Data in Brief (Dec 2024)
A Kurdish Sorani Twitter dataset for language modelling
Abstract
Sentiment analysis is an essential task that involves the extraction, identification, characterization, and classification of textual data to understand and categorize the attitudes and opinions expressed by individuals. While other languages have extensive datasets in this field, the number of sentiment analysis datasets in the Kurdish language is extremely limited, highlighting the necessity to build datasets for the language to advance its development. This paper presents a Twitter dataset comprising 24,668 tweets from the initial sample of 30,009 texts. Human annotators labelled the tweets based on subjectivity, sentiment, offensiveness, and target. After the initial annotation, an independent reviewer examined all labelled data to ensure the construction of a robust dataset.

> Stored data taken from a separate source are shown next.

//! Process isolation for traced runs
//!
//! - [`orchestrator`]: spawns one executor process per run and assembles
//!   the [`RunResult`]
//! - [`executor`]: the child side, running the program under the tracer
//! - [`protocol`]: JSON-lines messages between the two
//! - [`config`]: run limits and supervision settings
//!
//! ```text
//! caller -> Orchestrator::run -> spawn `steptrace executor`
//!                                  |  ExecRequest (stdin)
//!                                  v
//!                              Interpreter + StepTracer
//!                                  |  Message per line (stdout)
//!                                  v
//!        RunResult <- reader thread <- channel
//! ```

pub mod config;
pub mod executor;
pub mod orchestrator;
pub mod protocol;

pub use config::{ExecutorCommand, SandboxConfig, TraceLimits};
pub use orchestrator::{Orchestrator, RunResult, SandboxError};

The cleaned dataset includes 8772 subjective tweets and 15,896 non-subjective tweets. Regarding sentiment, 12,938 were classified as negative, 3189 as neutral, and 8541 as positive. Moreover, 22,436 were non-offensive tweets, while 2232 were offensive. Additionally, the dataset distinguishes between targeted and non-targeted tweets, with 22,436 tweets not aimed at specific individuals or entities, and 2232 tweets directed towards particular targets. This dataset serves as an essential resource for scholars in the field to build state-of-the-art models for the Kurdish language.